Springsteen's Italian maternal grandfather was born in Vico Equense and emigrated through Ellis Island. He could not read or write when he arrived. He eventually became a lawyer and impressed the young Springsteen as being "larger than life". The Springsteen surname originates in the Dutch province of Groningen and is topographic, literally translating to "jump stone" and meaning a stepping stone used on unpaved streets or between two houses. The Springsteens were among the early Dutch families who settled in the colony of New Netherland in the 1600s.

Springsteen attended the St. Rose of Lima Catholic school in Freehold, where he was at odds with the nuns and rebelled against the strictures imposed upon him, though some of his later music reflected a Catholic ethos and included Irish-Catholic hymns with a rock music twist. In a 2012 interview, he explained that it was his Catholic upbringing rather than his political ideology that most influenced his music. He said his faith had given him a "very active spiritual life" but joked that this "made it very difficult sexually" and added "once a Catholic, always a Catholic". He grew up hearing fellow New Jersey singer Frank Sinatra on the radio, and became interested in being a musician at the age of seven when he saw Elvis Presley's performances on The Ed Sullivan Show in 1956 and 1957. Soon after, his mother rented him a guitar from Mike Diehl's Music in Freehold for $6 a week, but it failed to provide him with the instant gratification he desired.

In ninth grade, Springsteen began attending the public Freehold High School, but did not fit in there either. A former teacher said he was a "loner who wanted nothing more than to play his guitar". He graduated in 1967, but felt so alienated that he skipped his graduation ceremony. He briefly attended Ocean County College, but dropped out. Upon being drafted when he was 19, Springsteen failed the physical examination and avoided service in the Vietnam War because the concussion he had suffered in a motorcycle accident two years prior (and his behavior at induction) reportedly made him unacceptable for service. In 1969, when he was 20 years old, Springsteen's parents and sister Pamela moved to San Mateo, California; he and his sister Virginia, who was married and pregnant, stayed in Freehold.

Career

1964–1972: Early career

In 1964, Springsteen saw the Beatles' televised appearances on The Ed Sullivan Show. Inspired, he bought his first guitar for $18.95 at the Western Auto appliance store. Thereafter, he started playing for audiences with a band called the Rogues at local venues, including Elks Lodge in Freehold. Later that year, his mother took out a loan to buy him a $60 Kent guitar, an act he later memorialized in his song "The Wish". In 1965, he went to the house of Tex and Marion Vinyard, who sponsored young bands in town. They helped him become the lead guitarist and subsequently one of the lead singers of the Castiles. The band recorded two original songs at a public recording studio in Brick Township and played a variety of venues, including Cafe Wha? in Greenwich Village; Marion Vinyard said that she believed the young Springsteen when he promised he would make it big. In the late 1960s, Springsteen performed briefly in a power trio known as Earth, playing in clubs in New Jersey, with one major show at the Hotel Diplomat in New York City.

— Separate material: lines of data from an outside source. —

impl Fix for AppendServerFix {
    fn description(&self) -> String {
        "Add a server to the document".to_string()
    }

    fn interactive(&self) -> bool {
        true
    }

    fn prompts(&self) -> Vec<Prompt> {
        vec![Prompt::free_text("Server URL")]
    }

    fn set_input(&mut self, input: &[String]) -> Result<()> {
        expect_input(self, input, 1)?;
        self.url = Some(input[0].clone());
        Ok(())
    }

    fn apply(&self, tree: &mut YamlTree) -> Result<()> {
        let url = self.url.as_deref().ok_or_else(|| missing_input(self))?;
        // an empty answer means the user declined; leave the document alone
        if url.is_empty() {
            return Ok(());
        }
        let root = tree.root();
        let servers = match tree.get(root, "servers") {
            Some(servers) => servers,
            None => {
                let servers = tree.new_sequence();
                tree.insert_entry(root, "servers", servers);
                servers
            }
        };
        let exists = tree
            .sequence_items(servers)
            .iter()
            .any(|&item| tree.get_str(item, "url") == Some(url));
        if exists {
            return Ok(());
        }
        let entry = tree.new_mapping();
        let url_node = tree.new_scalar(url);
        tree.insert_entry(entry, "url", url_node);
        tree.push_element(servers, entry);
        Ok(())
    }

    fn apply_model(&self, model: &mut DocumentModel) -> Result<()> {
        let url = self.url.as_deref().ok_or_else(|| missing_input(self))?;
        if url.is_empty() {
            return Ok(());
        }
        let DocumentModel::OpenApi(model) = model;
        if model.servers.iter().any(|s| s.url == url) {
            return Ok(());
        }
        model.servers.push(Server::new(url));
        Ok(())
    }
}

/// Add a response with a fixed status code and description to an operation.
pub struct AddResponseFix {
    operation: NodeId,
    status: String,
    description: String,
}

impl AddResponseFix {
    pub fn new(
        operation: NodeId,
        status: impl Into<String>,
        description: impl Into<String>,
    ) -> Self {
        Self {
            operation,
            status: status.into(),
            description: description.into(),
        }
    }
}

impl Fix for AddResponseFix {
    fn description(&self) -> String {
        format!("Add a {} response to the operation", self.status)
    }

    fn apply(&self, tree: &mut YamlTree) -> Result<()> {
        let responses = match tree.get(self.operation, "responses") {
            Some(responses) => responses,
            None => {
                let responses = tree.new_mapping();
                tree.insert_entry(self.operation, "responses", responses);
                responses
            }
        };
        if tree.contains_key(responses, &self.status) {
            return Ok(());
        }
        let response = tree.new_mapping();
        let description = tree.new_scalar(self.description.as_str());
        tree.insert_entry(response, "description", description);
        tree.insert_entry(responses, &self.status, response);
        Ok(())
    }
}

/// Remove trailing slashes from a server URL scalar.
pub struct StripTrailingSlashFix {
    url_node: NodeId,
}

impl StripTrailingSlashFix {
    pub fn new(url_node: NodeId) -> Self {
        Self { url_node }
    }
}

impl Fix for StripTrailingSlashFix {
    fn description(&self) -> String {
        "Remove the trailing slash from the server URL".to_string()
    }

    fn apply(&self, tree: &mut YamlTree) -> Result<()> {
        let Some(url) = tree.scalar_str(self.url_node).map(str::to_string) else {
            return Ok(());
        };
        let trimmed = url.trim_end_matches('/');
        if trimmed.is_empty() || trimmed == url {
            return Ok(());
        }
        tree.set_scalar(self.url_node, trimmed);
        Ok(())
    }
}

/// Reorder the declared `tags` list alphabetically by name.
pub struct SortTagsFix {
    tags_node: NodeId,
}

impl SortTagsFix {
    pub fn new(tags_node: NodeId) -> Self {
        Self { tags_node }
    }
}

impl Fix for SortTagsFix {
    fn description(&self) -> String {
        "Sort the declared tags alphabetically".to_string()
    }

    fn apply(&self, tree: &mut YamlTree) -> Result<()> {
        let mut items: Vec<NodeId> = tree.sequence_items(self.tags_node).to_vec();
        items.sort_by_key(|&item| {
            tree.get_str(item, "name").unwrap_or_default().to_string()
        });
        tree.set_sequence_items(self.tags_node, items);
        Ok(())
    }
}

/// Set an operation's `operationId`. Interactive: asks for the id.
pub struct SetOperationIdFix {
    operation: NodeId,
    operation_id: Option<String>,
}

impl SetOperationIdFix {
    pub fn new(operation: NodeId) -> Self {
        Self {
            operation,
            operation_id: None,
        }
    }
}

impl Fix for SetOperationIdFix {
    fn description(&self) -> String {
        "Set an operation id".to_string()
    }

    fn interactive(&self) -> bool {
        true
    }

    fn prompts(&self) -> Vec<Prompt> {
        vec![Prompt::free_text("Operation id")]
    }

    fn set_input(&mut self, input: &[String]) -> Result<()> {
        expect_input(self, input, 1)?;
        self.operation_id = Some(input[0].clone());
        Ok(())
    }

    fn apply(&self, tree: &mut YamlTree) -> Result<()> {
        let id = self
            .operation_id
            .as_deref()
            .ok_or_else(|| missing_input(self))?;
        if id.is_empty() || tree.contains_key(self.operation, "operationId") {
            return Ok(());
        }
        let value = tree.new_scalar(id);
        tree.insert_entry(self.operation, "operationId", value);
        Ok(())
    }
}

/// Add a tag to an operation. Interactive: offers the document's declared
/// tags as choices, or free text when none are declared.
pub struct AddTagsFix {
    operation: NodeId,
    declared: Vec<String>,
    tag: Option<String>,
}

impl AddTagsFix {
    pub fn new(operation: NodeId, declared: Vec<String>) -> Self {
        Self {
            operation,
            declared,
            tag: None,
        }
    }
}

impl Fix for AddTagsFix {
    fn description(&self) -> String {
        "Add a tag to the operation".to_string()
    }

    fn interactive(&self) -> bool {
        true
    }

    fn prompts(&self) -> Vec<Prompt> {
        if self.declared.is_empty() {
            vec![Prompt::free_text("Tag name")]
        } else {
            vec![Prompt::choice("Tag to apply", self.declared.clone())]
        }
    }

    fn set_input(&mut self, input: &[String]) -> Result<()> {
        expect_input(self, input, 1)?;
        self.tag = Some(input[0].clone());
        Ok(())
    }

    fn apply(&self, tree: &mut YamlTree) -> Result<()> {
        let tag = self.tag.as_deref().ok_or_else(|| missing_input(self))?;
        if tag.is_empty() {
            return Ok(());
        }
        let tags = match tree.get(self.operation, "tags") {
            Some(tags) => tags,
            None => {
                let tags = tree.new_sequence();
                tree.insert_entry(self.operation, "tags", tags);
                tags
            }
        };
        let exists = tree
            .sequence_items(tags)
            .iter()
            .any(|&item| tree.scalar_str(item) == Some(tag));
        if exists {
            return Ok(());
        }
        let value = tree.new_scalar(tag);
        tree.push_element(tags, value);
        Ok(())
    }
}

/// Bound an open schema by adding `maxProperties`. Interactive: asks for the
/// limit.
pub struct SetMaxPropertiesFix {
    schema: NodeId,
    max: Option<u64>,
}

impl SetMaxPropertiesFix {
    pub fn new(schema: NodeId) -> Self {
        Self { schema, max: None }
    }
}

impl Fix for SetMaxPropertiesFix {
    fn description(&self) -> String {
        "Set maxProperties on the schema".to_string()
    }

    fn interactive(&self) -> bool {
        true
    }

    fn prompts(&self) -> Vec<Prompt> {
        vec![Prompt::free_text("Maximum number of properties")]
    }

    fn set_input(&mut self, input: &[String]) -> Result<()> {
        expect_input(self, input, 1)?;
        let max = input[0]
            .trim()
            .parse::<u64>()
            .map_err(|_| crate::error::OaslintError::FixApply {
                message: format!("'{}' is not a non-negative integer", input[0]),
            })?;
        self.max = Some(max);
        Ok(())
    }

    fn apply(&self, tree: &mut YamlTree) -> Result<()> {
        let max = self.max.ok_or_else(|| missing_input(self))?;
        if tree.contains_key(self.schema, "maxProperties") {
            return Ok(());
        }
        let value = tree.new_scalar(max.to_string());
        tree.insert_entry(self.schema, "maxProperties", value);
        Ok(())
    }
}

From 1969 through early 1971, Springsteen performed with the band Child, which later changed its name to Steel Mill and included Danny Federici, Vini Lopez, Vinnie Roslin, and later Steve Van Zandt and Robbin Thompson. During this time, they performed regularly at venues on the Jersey Shore, especially The Stone Pony. They also played in Richmond, Virginia, Nashville, Tennessee, and California, quickly gathering a cult following. A San Francisco Examiner review of their show at The Matrix by music critic Philip Elwood gave Springsteen early credibility. In his glowing assessment of Steel Mill, Elwood wrote that he had "never been so overwhelmed by a totally unknown talent" and called the band "the first big thing that's happened to Asbury Park since the good ship Morro Castle burned to the waterline of that Jersey beach in '34". Elwood went on to praise the band's "cohesive musicality" and, in particular, singled out Springsteen as "a most impressive composer". In San Mateo, Steel Mill recorded three original Springsteen songs at Pacific Recording.

As Springsteen sought to shape a unique and genuine musical and lyrical style, he performed with the bands Dr. Zoom & the Sonic Boom from early-to-mid-1971, the Sundance Blues Band in mid-1971, and the Bruce Springsteen Band from mid-1971 to mid-1972. His prolific songwriting ability included, as his future record label would describe it in early publicity campaigns, "more words in some individual songs than other artists had in whole albums". He brought his skills to the attention of several people who went on to prove influential to his career development, including new managers Mike Appel and Jim Cretecos, who in turn brought him to the attention of Columbia Records talent scout John Hammond. Hammond auditioned Springsteen in May 1972.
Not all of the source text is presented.